Durante o dia, uma esfera de fogo dadivosa

E de infinita generosidade nos concede sua benção

Aqui embaixo, o tormento e a angústia, o medo e o terror

São findados quando eu percebo que minha insignificante carne

É produto desse astro ainda vivo, e deixo de me preocupar com o matadouro

De deuses acima da minha cabeça

Pois como as velhas leitoras de mãos sempre dizem:

As constelações nada mais são do que deuses de outrora

 

Mas pouco me importa um tempo encerrado

Ou mesmo nebulosas como berçários de divindades que nunca meu povo chegará as ver

Somente essa Terra, com todo sangue derramado

Todo incesto, estupro, genocídio, escravidão...

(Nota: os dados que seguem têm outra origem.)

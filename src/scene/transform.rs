//! Node transformation data and its GPU form.
//!
//! Each scene node carries one [`Transform`] that is packed into a
//! one-element instance buffer, so the shaders receive a model matrix and a
//! normal matrix through the instancing slot.

use cgmath::{Euler, Matrix3, Matrix4, Rad, Vector3};

use crate::scene::gpu::Vertex;

/// Position, per-axis Euler rotation (radians) and per-axis scale.
///
/// Rotations are kept as plain Euler angles rather than a quaternion because
/// setup code and the per-frame update mutate individual axes directly (the
/// cube spins by a fixed x/y increment, the loaded model is tilted about x).
#[derive(Clone, Copy, Debug, PartialEq)]
pub struct Transform {
    pub position: Vector3<f32>,
    pub rotation: Euler<Rad<f32>>,
    pub scale: Vector3<f32>,
}

impl Transform {
    /// Identity transform: no move, rotate or scale.
    pub fn new() -> Self {
        Self {
            position: Vector3::new(0.0, 0.0, 0.0),
            rotation: Euler::new(Rad(0.0), Rad(0.0), Rad(0.0)),
            scale: Vector3::new(1.0, 1.0, 1.0),
        }
    }

    pub fn at<V: Into<Vector3<f32>>>(position: V) -> Self {
        Self {
            position: position.into(),
            ..Self::new()
        }
    }

    pub fn to_matrix(&self) -> Matrix4<f32> {
        Matrix4::from_translation(self.position)
            * Matrix4::from(self.rotation)
            * Matrix4::from_nonuniform_scale(self.scale.x, self.scale.y, self.scale.z)
    }

    pub fn to_raw(&self) -> TransformRaw {
        TransformRaw {
            model: self.to_matrix().into(),
            normal: Matrix3::from(self.rotation).into(),
        }
    }
}

impl Default for Transform {
    fn default() -> Self {
        Self::new()
    }
}

/**
 * The raw transform is the actual per-instance data stored on the GPU.
 */
#[repr(C)]
#[derive(Debug, Copy, Clone, bytemuck::Pod, bytemuck::Zeroable)]
pub struct TransformRaw {
    model: [[f32; 4]; 4],
    normal: [[f32; 3]; 3],
}

impl Vertex for TransformRaw {
    fn desc() -> wgpu::VertexBufferLayout<'static> {
        use std::mem;
        wgpu::VertexBufferLayout {
            array_stride: mem::size_of::<TransformRaw>() as wgpu::BufferAddress,
            // Advance per instance, not per vertex: every vertex of a node
            // reads the same model/normal matrix.
            step_mode: wgpu::VertexStepMode::Instance,
            attributes: &[
                // A mat4 takes up four vertex slots, one vec4 each.
                wgpu::VertexAttribute {
                    offset: 0,
                    shader_location: 5,
                    format: wgpu::VertexFormat::Float32x4,
                },
                wgpu::VertexAttribute {
                    offset: mem::size_of::<[f32; 4]>() as wgpu::BufferAddress,
                    shader_location: 6,
                    format: wgpu::VertexFormat::Float32x4,
                },
                wgpu::VertexAttribute {
                    offset: mem::size_of::<[f32; 8]>() as wgpu::BufferAddress,
                    shader_location: 7,
                    format: wgpu::VertexFormat::Float32x4,
                },
                wgpu::VertexAttribute {
                    offset: mem::size_of::<[f32; 12]>() as wgpu::BufferAddress,
                    shader_location: 8,
                    format: wgpu::VertexFormat::Float32x4,
                },
                // The normal matrix rides along as three vec3 rows.
                wgpu::VertexAttribute {
                    offset: mem::size_of::<[f32; 16]>() as wgpu::BufferAddress,
                    shader_location: 9,
                    format: wgpu::VertexFormat::Float32x3,
                },
                wgpu::VertexAttribute {
                    offset: mem::size_of::<[f32; 19]>() as wgpu::BufferAddress,
                    shader_location: 10,
                    format: wgpu::VertexFormat::Float32x3,
                },
                wgpu::VertexAttribute {
                    offset: mem::size_of::<[f32; 22]>() as wgpu::BufferAddress,
                    shader_location: 11,
                    format: wgpu::VertexFormat::Float32x3,
                },
            ],
        }
    }
}
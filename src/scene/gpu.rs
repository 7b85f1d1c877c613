//! GPU-side halves of scene nodes: buffers, bind groups and draw calls.

use wgpu::util::DeviceExt;

use crate::scene::{Material, Primitive, Topology, Transform, texture::Texture};

/// Types that can describe their vertex-buffer layout to a pipeline.
pub trait Vertex {
    fn desc() -> wgpu::VertexBufferLayout<'static>;
}

#[repr(C)]
#[derive(Debug, Copy, Clone, bytemuck::Pod, bytemuck::Zeroable)]
struct MaterialUniform {
    base_color: [f32; 4],
}

/// One uploaded primitive: vertex/index buffers plus the material bind group
/// (diffuse texture, sampler, colour factor).
#[derive(Debug)]
pub struct PrimitiveGpu {
    pub vertex_buffer: wgpu::Buffer,
    pub index_buffer: wgpu::Buffer,
    pub num_indices: u32,
    pub topology: Topology,
    pub bind_group: wgpu::BindGroup,
}

/// GPU state of a whole node: its one-element instance buffer and its
/// uploaded primitives.
#[derive(Debug)]
pub struct NodeGpu {
    pub instance_buffer: wgpu::Buffer,
    pub primitives: Vec<PrimitiveGpu>,
}

impl NodeGpu {
    pub(crate) fn new(
        device: &wgpu::Device,
        queue: &wgpu::Queue,
        name: &str,
        transform: &Transform,
        primitives: &[Primitive],
        material_layout: &wgpu::BindGroupLayout,
    ) -> Self {
        let instance_buffer = device.create_buffer_init(&wgpu::util::BufferInitDescriptor {
            label: Some(&format!("{:?} Instance Buffer", name)),
            contents: bytemuck::cast_slice(&[transform.to_raw()]),
            usage: wgpu::BufferUsages::VERTEX | wgpu::BufferUsages::COPY_DST,
        });

        let primitives = primitives
            .iter()
            .filter(|primitive| {
                if primitive.geometry.indices.is_empty() {
                    log::warn!("you attempted to upload a primitive of {} with no indices", name);
                    return false;
                }
                true
            })
            .map(|primitive| {
                let vertex_buffer = device.create_buffer_init(&wgpu::util::BufferInitDescriptor {
                    label: Some(&format!("{:?} Vertex Buffer", name)),
                    contents: bytemuck::cast_slice(&primitive.geometry.vertices),
                    usage: wgpu::BufferUsages::VERTEX,
                });
                let index_buffer = device.create_buffer_init(&wgpu::util::BufferInitDescriptor {
                    label: Some(&format!("{:?} Index Buffer", name)),
                    contents: bytemuck::cast_slice(&primitive.geometry.indices),
                    usage: wgpu::BufferUsages::INDEX,
                });
                let bind_group =
                    material_bind_group(device, queue, &primitive.material, material_layout);
                PrimitiveGpu {
                    vertex_buffer,
                    index_buffer,
                    num_indices: primitive.geometry.indices.len() as u32,
                    topology: primitive.geometry.topology,
                    bind_group,
                }
            })
            .collect();

        Self {
            instance_buffer,
            primitives,
        }
    }

    /// Push the node's current transform to the GPU. Called once per frame
    /// for every node, so setup code and the update can mutate transforms
    /// freely in between.
    pub(crate) fn write_transform(&self, queue: &wgpu::Queue, transform: &Transform) {
        queue.write_buffer(
            &self.instance_buffer,
            0,
            bytemuck::cast_slice(&[transform.to_raw()]),
        );
    }
}

fn material_bind_group(
    device: &wgpu::Device,
    queue: &wgpu::Queue,
    material: &Material,
    layout: &wgpu::BindGroupLayout,
) -> wgpu::BindGroup {
    let diffuse = match &material.diffuse {
        Some(img) => Texture::from_rgba8(device, queue, img, Some(&material.name)),
        None => Texture::create_solid_white(device, queue),
    };
    let uniform_buffer = device.create_buffer_init(&wgpu::util::BufferInitDescriptor {
        label: Some(&format!("{:?} Material Buffer", material.name)),
        contents: bytemuck::cast_slice(&[MaterialUniform {
            base_color: material.base_color,
        }]),
        usage: wgpu::BufferUsages::UNIFORM,
    });
    let sampler = diffuse
        .sampler
        .unwrap_or_else(|| texture_sampler_fallback(device));

    device.create_bind_group(&wgpu::BindGroupDescriptor {
        layout,
        entries: &[
            wgpu::BindGroupEntry {
                binding: 0,
                resource: wgpu::BindingResource::TextureView(&diffuse.view),
            },
            wgpu::BindGroupEntry {
                binding: 1,
                resource: wgpu::BindingResource::Sampler(&sampler),
            },
            wgpu::BindGroupEntry {
                binding: 2,
                resource: uniform_buffer.as_entire_binding(),
            },
        ],
        label: Some("material_bind_group"),
    })
}

fn texture_sampler_fallback(device: &wgpu::Device) -> wgpu::Sampler {
    crate::scene::texture::create_default_sampler(device)
}

/// Render-pass extension for drawing uploaded nodes.
pub trait DrawNode<'a> {
    /// Draws every primitive of `node` whose topology matches the currently
    /// bound pipeline.
    fn draw_node_primitives(
        &mut self,
        node: &'a NodeGpu,
        topology: Topology,
        camera_bind_group: &'a wgpu::BindGroup,
        light_bind_group: &'a wgpu::BindGroup,
    );
}

impl<'a, 'b> DrawNode<'b> for wgpu::RenderPass<'a>
where
    'b: 'a,
{
    fn draw_node_primitives(
        &mut self,
        node: &'b NodeGpu,
        topology: Topology,
        camera_bind_group: &'b wgpu::BindGroup,
        light_bind_group: &'b wgpu::BindGroup,
    ) {
        for primitive in node.primitives.iter().filter(|p| p.topology == topology) {
            self.set_vertex_buffer(0, primitive.vertex_buffer.slice(..));
            self.set_vertex_buffer(1, node.instance_buffer.slice(..));
            self.set_index_buffer(primitive.index_buffer.slice(..), wgpu::IndexFormat::Uint32);
            self.set_bind_group(0, &primitive.bind_group, &[]);
            self.set_bind_group(1, camera_bind_group, &[]);
            self.set_bind_group(2, light_bind_group, &[]);
            self.draw_indexed(0..primitive.num_indices, 0, 0..1);
        }
    }
}
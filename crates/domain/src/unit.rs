//! Unit: a metered point in an energy-sharing network.

use serde::{Deserialize, Serialize};

use crate::error::{SunshareError, ValidationError};
use crate::id::{NetworkId, UnitId};

/// Role of a unit within its network.
///
/// Determines whether the unit's aggregated reading counts toward network
/// consumption or network generation.
#[derive(Debug, Clone, Copy, PartialEq, Eq, Hash, Serialize, Deserialize)]
#[serde(rename_all = "lowercase")]
pub enum UnitKind {
    Consumer,
    Generator,
}

impl UnitKind {
    /// Stable lowercase name, used for storage and display.
    #[must_use]
    pub fn as_str(self) -> &'static str {
        match self {
            Self::Consumer => "consumer",
            Self::Generator => "generator",
        }
    }
}

impl std::fmt::Display for UnitKind {
    fn fmt(&self, f: &mut std::fmt::Formatter<'_>) -> std::fmt::Result {
        f.write_str(self.as_str())
    }
}

impl std::str::FromStr for UnitKind {
    type Err = ValidationError;

    fn from_str(s: &str) -> Result<Self, Self::Err> {
        match s {
            "consumer" => Ok(Self::Consumer),
            "generator" => Ok(Self::Generator),
            other => Err(ValidationError::UnknownUnitKind(other.to_string())),
        }
    }
}

/// A metered consumer or generator owned by a network.
#[derive(Debug, Clone, PartialEq, Serialize, Deserialize)]
pub struct Unit {
    pub id: UnitId,
    pub name: String,
    pub kind: UnitKind,
    pub network_id: NetworkId,
}

impl Unit {
    /// Create a builder for constructing a [`Unit`].
    #[must_use]
    pub fn builder() -> UnitBuilder {
        UnitBuilder::default()
    }

    /// Check domain invariants.
    ///
    /// # Errors
    ///
    /// Returns [`SunshareError::Validation`] when `name` is empty.
    pub fn validate(&self) -> Result<(), SunshareError> {
        if self.name.trim().is_empty() {
            return Err(ValidationError::EmptyName.into());
        }
        Ok(())
    }
}

/// Step-by-step builder for [`Unit`].
#[derive(Debug, Default)]
pub struct UnitBuilder {
    id: Option<UnitId>,
    name: Option<String>,
    kind: Option<UnitKind>,
    network_id: Option<NetworkId>,
}

impl UnitBuilder {
    #[must_use]
    pub fn id(mut self, id: UnitId) -> Self {
        self.id = Some(id);
        self
    }

    #[must_use]
    pub fn name(mut self, name: impl Into<String>) -> Self {
        self.name = Some(name.into());
        self
    }

    #[must_use]
    pub fn kind(mut self, kind: UnitKind) -> Self {
        self.kind = Some(kind);
        self
    }

    #[must_use]
    pub fn network_id(mut self, network_id: NetworkId) -> Self {
        self.network_id = Some(network_id);
        self
    }

    /// Consume the builder, validate, and return a [`Unit`].
    ///
    /// # Errors
    ///
    /// Returns [`SunshareError::Validation`] if `kind` or `network_id` was
    /// never set, or if `name` is missing or empty.
    pub fn build(self) -> Result<Unit, SunshareError> {
        let kind = self.kind.ok_or(ValidationError::MissingField("kind"))?;
        let network_id = self
            .network_id
            .ok_or(ValidationError::MissingField("network_id"))?;
        let unit = Unit {
            id: self.id.unwrap_or_default(),
            name: self.name.unwrap_or_default(),
            kind,
            network_id,
        };
        unit.validate()?;
        Ok(unit)
    }
}
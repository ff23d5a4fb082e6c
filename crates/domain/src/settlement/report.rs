//! Externally consumed settlement shape, rounded for display and export.

use serde::{Deserialize, Serialize};

use crate::id::{NetworkId, UnitId};
use crate::period::Period;
use crate::unit::UnitKind;

use super::ReadingFetchFailure;
use super::balance::NetworkBalance;

/// One row per unit, in the column order used by exports.
#[derive(Debug, Clone, PartialEq, Serialize, Deserialize)]
#[serde(rename_all = "camelCase")]
pub struct SettlementRow {
    pub id: UnitId,
    pub name: String,
    pub kind: UnitKind,
    #[serde(rename = "consumptionKWh")]
    pub consumption_kwh: f64,
    #[serde(rename = "costPerKWh")]
    pub cost_per_kwh: f64,
    pub base_cost: f64,
    #[serde(rename = "generationKWh")]
    pub generation_kwh: f64,
    pub deficit_share: f64,
    pub total_cost: f64,
}

/// Network totals plus per-unit rows for one period.
#[derive(Debug, Clone, PartialEq, Serialize, Deserialize)]
#[serde(rename_all = "camelCase")]
pub struct SettlementResult {
    pub network_id: NetworkId,
    pub period: Period,
    pub total_consumption: f64,
    pub total_generation: f64,
    /// Net balance in kWh; negative means the network was in deficit.
    pub surplus: f64,
    pub total_cost: f64,
    pub total_deficit_share: f64,
    pub units: Vec<SettlementRow>,
    /// Units settled as zero because their readings could not be fetched.
    pub degraded_units: Vec<ReadingFetchFailure>,
}

/// Reshapes a [`NetworkBalance`] into a [`SettlementResult`].
pub struct SettlementReport;

impl SettlementReport {
    /// Round money to cents and energy to watt-hours. No other logic.
    #[must_use]
    pub fn build(
        network_id: NetworkId,
        period: Period,
        balance: &NetworkBalance,
        degraded_units: Vec<ReadingFetchFailure>,
    ) -> SettlementResult {
        let units = balance
            .units
            .iter()
            .map(|unit| SettlementRow {
                id: unit.unit_id,
                name: unit.name.clone(),
                kind: unit.kind,
                consumption_kwh: round_energy(unit.consumption_kwh),
                cost_per_kwh: unit.cost_per_kwh,
                base_cost: round_currency(unit.base_cost),
                generation_kwh: round_energy(unit.generation_kwh),
                deficit_share: round_currency(unit.deficit_share),
                total_cost: round_currency(unit.total_cost),
            })
            .collect();

        SettlementResult {
            network_id,
            period,
            total_consumption: round_energy(balance.total_consumption_kwh),
            total_generation: round_energy(balance.total_generation_kwh),
            surplus: round_energy(balance.net_balance_kwh),
            total_cost: round_currency(balance.total_cost),
            total_deficit_share: round_currency(balance.total_deficit_share()),
            units,
            degraded_units,
        }
    }
}

/// Round to two decimal places, half away from zero.
#[must_use]
pub fn round_currency(value: f64) -> f64 {
    round_to(value, 100.0)
}

/// Round to three decimal places, half away from zero.
#[must_use]
pub fn round_energy(value: f64) -> f64 {
    round_to(value, 1000.0)
}

fn round_to(value: f64, scale: f64) -> f64 {
    // adding zero turns -0.0 into 0.0
    (value * scale).round() / scale + 0.0
}

#[cfg(test)]
mod tests {
    use std::collections::HashMap;

    use super::*;
    use crate::settlement::{BalanceCalculator, DeficitAllocator, DeficitPolicy, RateTable};
    use crate::unit::Unit;

    fn reference_network() -> (NetworkId, Vec<Unit>, HashMap<UnitId, f64>) {
        let network = NetworkId::new();
        let make = |name: &str, kind| {
            Unit::builder()
                .name(name)
                .kind(kind)
                .network_id(network)
                .build()
                .unwrap()
        };
        let a = make("A", UnitKind::Consumer);
        let b = make("B", UnitKind::Consumer);
        let g = make("G", UnitKind::Generator);
        let quantities = HashMap::from([(a.id, 100.0), (b.id, 300.0), (g.id, 300.0)]);
        (network, vec![a, b, g], quantities)
    }

    #[test]
    fn should_round_currency_to_cents() {
        assert!((round_currency(18.754_999) - 18.75).abs() < f64::EPSILON);
        assert!((round_currency(0.125) - 0.13).abs() < f64::EPSILON);
        assert!((round_currency(93.75) - 93.75).abs() < f64::EPSILON);
    }

    #[test]
    fn should_normalise_negative_zero() {
        assert!(round_currency(-0.001).is_sign_positive());
    }

    #[test]
    fn should_build_reference_report() {
        let (network, units, quantities) = reference_network();
        let balance = BalanceCalculator::compute(&units, &quantities, &RateTable::flat(0.75));
        let balance = DeficitAllocator::allocate(balance, 0.75, DeficitPolicy::Bill);

        let report =
            SettlementReport::build(network, Period::month(2024, 3).unwrap(), &balance, vec![]);

        assert!((report.total_consumption - 400.0).abs() < f64::EPSILON);
        assert!((report.total_generation - 300.0).abs() < f64::EPSILON);
        assert!((report.surplus + 100.0).abs() < f64::EPSILON);
        assert!((report.total_cost - 375.0).abs() < f64::EPSILON);
        assert!((report.total_deficit_share - 75.0).abs() < f64::EPSILON);
        assert_eq!(report.units.len(), 3);
        assert_eq!(report.units[0].name, "A");
        assert!((report.units[0].total_cost - 93.75).abs() < f64::EPSILON);
        assert!((report.units[1].total_cost - 281.25).abs() < f64::EPSILON);
    }

    #[test]
    fn should_serialize_with_export_field_names() {
        let (network, units, quantities) = reference_network();
        let balance = BalanceCalculator::compute(&units, &quantities, &RateTable::flat(0.75));
        let report =
            SettlementReport::build(network, Period::month(2024, 3).unwrap(), &balance, vec![]);

        let json = serde_json::to_value(&report).unwrap();
        assert!(json.get("totalConsumption").is_some());
        assert!(json.get("surplus").is_some());
        let row = &json["units"][0];
        for key in [
            "id",
            "name",
            "kind",
            "consumptionKWh",
            "costPerKWh",
            "baseCost",
            "generationKWh",
            "deficitShare",
            "totalCost",
        ] {
            assert!(row.get(key).is_some(), "missing {key}");
        }
    }

    #[test]
    fn should_produce_identical_output_for_identical_input() {
        let (network, units, quantities) = reference_network();
        let period = Period::month(2024, 3).unwrap();
        let run = || {
            let balance = BalanceCalculator::compute(&units, &quantities, &RateTable::flat(0.75));
            let balance = DeficitAllocator::allocate(balance, 0.75, DeficitPolicy::Bill);
            serde_json::to_vec(&SettlementReport::build(network, period, &balance, vec![]))
                .unwrap()
        };
        assert_eq!(run(), run());
    }
}
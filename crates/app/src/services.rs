//! Application services: use-case implementations.
//!
//! Each service struct accepts port trait implementations via generic parameters
//! (constructor injection), keeping this layer decoupled from concrete adapters.

pub mod reading_aggregator;
pub mod settlement_service;
pub mod tariff_resolver;

#[cfg(test)]
pub(crate) mod fakes;
//! # sunshare-domain
//!
//! Pure domain model for the sunshare energy-sharing platform.
//!
//! ## Responsibilities
//! - Foundational types: typed identifiers, error conventions, timestamps, billing periods
//! - Define **Units** (metered consumers and generators belonging to a network)
//! - Define **Readings** (metered kWh values with a timestamp)
//! - Define **Tariffs** (rate per kWh with an effective date range)
//! - Contain the **settlement** arithmetic: per-unit balances, network totals,
//!   proportional deficit allocation, and the rounded report shape
//!
//! ## Dependency rule
//! This crate has **no internal dependencies**.
//! It must never import anything from `app`, adapters, or external IO crates.
//! All IO boundaries are expressed as traits in the `app` crate (ports).

pub mod error;
pub mod id;
pub mod period;
pub mod time;

pub mod reading;
pub mod settlement;
pub mod tariff;
pub mod unit;
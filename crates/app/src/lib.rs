//! # sunshare-app
//!
//! Application layer: use-cases and **port definitions** (traits).
//!
//! ## Responsibilities
//! - Define **port traits** that adapters must implement (driven/outbound ports):
//!   - `UnitRepository`: units belonging to a network
//!   - `ReadingRepository`: metered readings per unit and time range
//!   - `TariffRepository`: tariff history per network
//! - Define **driving/inbound ports** as use-case structs:
//!   - `ReadingAggregator`: bounded-concurrency fan-out over unit readings
//!   - `TariffResolver`: history-aware rate lookup
//!   - `SettlementService`: the full per-period network settlement
//! - Orchestrate domain objects without knowing *how* persistence or IO works
//!
//! ## Dependency rule
//! Depends on `sunshare-domain` only (plus `tokio` for tasks, semaphores, and timeouts).
//! Never imports adapter crates. Adapters depend on *this* crate, not the reverse.

pub mod ports;
pub mod services;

Terra maldita com tanta capacidade de ser bela

Que nada deve aos deuses lá de fora

Que pode ser divina por si mesma

Inteira, completa, eterna – mesmo que finde

E ainda que eu ame essa Terra de controvérsia e contradição

Um frio na barriga me dá toda vez que levanto meus olhos para o céu

Pois sei que o homem não será nunca capaz de satisfazer-se

Com o que o infinito maior do que a própria Terra lhe deu

E ansiar por deuses há muito mortos tem de oferecer

E quem sabe o que os criadores desses deuses serão capazes

Quando nós os encontrarmos?

Ou mesmo, o que será que nós iremos encontrar, quando o limiar último

Nós cruzarmos e descobrirmos de onde vem

E o que é a fúnebre música do vazio lá longe?